- [Required action]
How many lines of the data contain the word "bool"? Give only that number.

=== Section Start ===

//! Core types for registry-audit

use chrono::{DateTime, Utc};
use serde::{Deserialize, Deserializer, Serialize};

/// Summary of one crate as listed by the registry
///
/// Deserialized straight from one entry of the registry's listing response.
/// Immutable once read; it is either turned into a [`DatasetRow`] or dropped
/// when its item is skipped.
#[derive(Clone, Debug, Deserialize, Serialize)]
pub struct CrateSummary {
    /// Crate name, unique within a crawl
    pub name: String,

    /// Newest published version, the one whose artifact is audited
    #[serde(rename = "newest_version")]
    pub version: String,

    /// Upload timestamp of the newest version
    #[serde(rename = "updated_at")]
    pub upload_time: DateTime<Utc>,

    /// All-time download count
    #[serde(default)]
    pub downloads: u64,

    /// Downloads over the registry's recent window (null for very new crates)
    #[serde(default, deserialize_with = "null_as_zero")]
    pub recent_downloads: u64,

    /// Whether the crate has been withdrawn from the registry
    ///
    /// The initial listing query already excludes yanked crates, but the flag
    /// is re-checked before dispatching work for an item.
    #[serde(default)]
    pub yanked: bool,
}

fn null_as_zero<'de, D>(deserializer: D) -> std::result::Result<u64, D::Error>
where
    D: Deserializer<'de>,
{
    Ok(Option::<u64>::deserialize(deserializer)?.unwrap_or(0))
}

/// Per-category result of one successful checker invocation
///
/// Field order matches the checker's output protocol: advisories, bans,
/// licenses, sources. A `Verdict` only exists when the checker actually ran
/// and produced parseable output — "could not determine" is represented by
/// [`Outcome::Skipped`], never by `false` fields here.
#[derive(Clone, Copy, Debug, PartialEq, Eq)]
pub struct Verdict {
    /// Security advisories check passed
    pub advisories: bool,
    /// Banned-dependency check passed
    pub bans: bool,
    /// License check passed
    pub licenses: bool,
    /// Source-allowlist check passed
    pub sources: bool,
}

impl Verdict {
    /// Whether every category passed
    #[must_use]
    pub fn all_ok(&self) -> bool {
        self.advisories && self.bans && self.licenses && self.sources
    }
}

/// Why an item produced no dataset row
///
/// Skips are counted and logged but never abort the run, and the reason is
/// retained so skip causes stay observable in logs and tests.
#[derive(Clone, Debug, PartialEq, Eq)]
pub enum SkipReason {
    /// The scratch directory for the item could not be created
    WorkingAreaFailed {
        /// Underlying I/O failure
        message: String,
    },
    /// The artifact download declared a media type other than the expected one
    UnexpectedContentType {
        /// The media type the server actually declared
        found: String,
    },
    /// Network or filesystem failure while downloading the artifact
    TransferFailed {
        /// Underlying failure
        message: String,
    },
    /// The downloaded archive could not be opened or walked
    ExtractionFailed {
        /// Underlying failure
        message: String,
    },
    /// The checker process could not be started or awaited
    CheckerFailed {
        /// Underlying failure
        message: String,
    },
    /// The checker ran but produced no stdout
    EmptyCheckerOutput,
    /// The checker's stdout did not match the four-field protocol
    MalformedCheckerOutput {
        /// The offending stdout, kept verbatim for diagnostics
        output: String,
    },
}

impl std::fmt::Display for SkipReason {
    fn fmt(&self, f: &mut std::fmt::Formatter<'_>) -> std::fmt::Result {
        match self {
            Self::WorkingAreaFailed { message } => {
                write!(f, "working area unavailable: {message}")
            }
            Self::UnexpectedContentType { found } => {
                write!(f, "unexpected content type: {found}")
            }
            Self::TransferFailed { message } => write!(f, "transfer failed: {message}"),
            Self::ExtractionFailed { message } => write!(f, "extraction failed: {message}"),
            Self::CheckerFailed { message } => write!(f, "checker failed: {message}"),
            Self::EmptyCheckerOutput => write!(f, "no checker output"),
            Self::MalformedCheckerOutput { output } => {
                write!(f, "unparseable checker output: {output:?}")
            }
        }
    }
}

/// Result of one item's fetch → extract → check cycle
///
/// A two-variant sum rather than `Option<Verdict>` so that "determined to be
/// non-compliant" (a `Verdict` with `false` fields) and "could not determine"
/// (`Skipped`) remain distinguishable all the way through the pipeline.
#[derive(Clone, Debug)]
pub enum Outcome {
    /// The checker ran to completion and reported per-category results
    Verdict(Verdict),
    /// No verdict could be obtained; the item produces no row
    Skipped(SkipReason),
}

/// One line of the output dataset
///
/// Crate metadata concatenated with the verdict fields — nine columns, schema
/// fixed for the lifetime of a run.
#[derive(Clone, Debug, PartialEq)]
pub struct DatasetRow {
    /// Crate name
    pub name: String,
    /// Audited version
    pub version: String,
    /// Upload timestamp of the audited version
    pub upload_time: DateTime<Utc>,
    /// All-time download count
    pub downloads: u64,
    /// Recent-window download count
    pub recent_downloads: u64,
    /// The parsed checker verdict
    pub verdict: Verdict,
}

impl DatasetRow {
    /// Combine a crate's listing metadata with its checker verdict
    #[must_use]
    pub fn from_summary(summary: &CrateSummary, verdict: Verdict) -> Self {
        Self {
            name: summary.name.clone(),
            version: summary.version.clone(),
            upload_time: summary.upload_time,
            downloads: summary.downloads,
            recent_downloads: summary.recent_downloads,
            verdict,
        }
    }
}

/// Counters accumulated over a whole crawl
///
/// `rows_written` is the authoritative success count; the gap between
/// `discovered` and `rows_written` is the sum of yanked and skipped items.
#[derive(Clone, Copy, Debug, Default, PartialEq, Eq)]
pub struct RunSummary {
    /// Items listed by the registry across all pages
    pub discovered: u64,
    /// Items dropped because the registry marked them withdrawn
    pub yanked: u64,
    /// Items that could not be verdicted
    pub skipped: u64,
    /// Rows appended to the dataset
    pub rows_written: u64,
    /// Total item count the registry reported for the query
    pub reported_total: u64,
}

=== Section End ===

- [Output]
6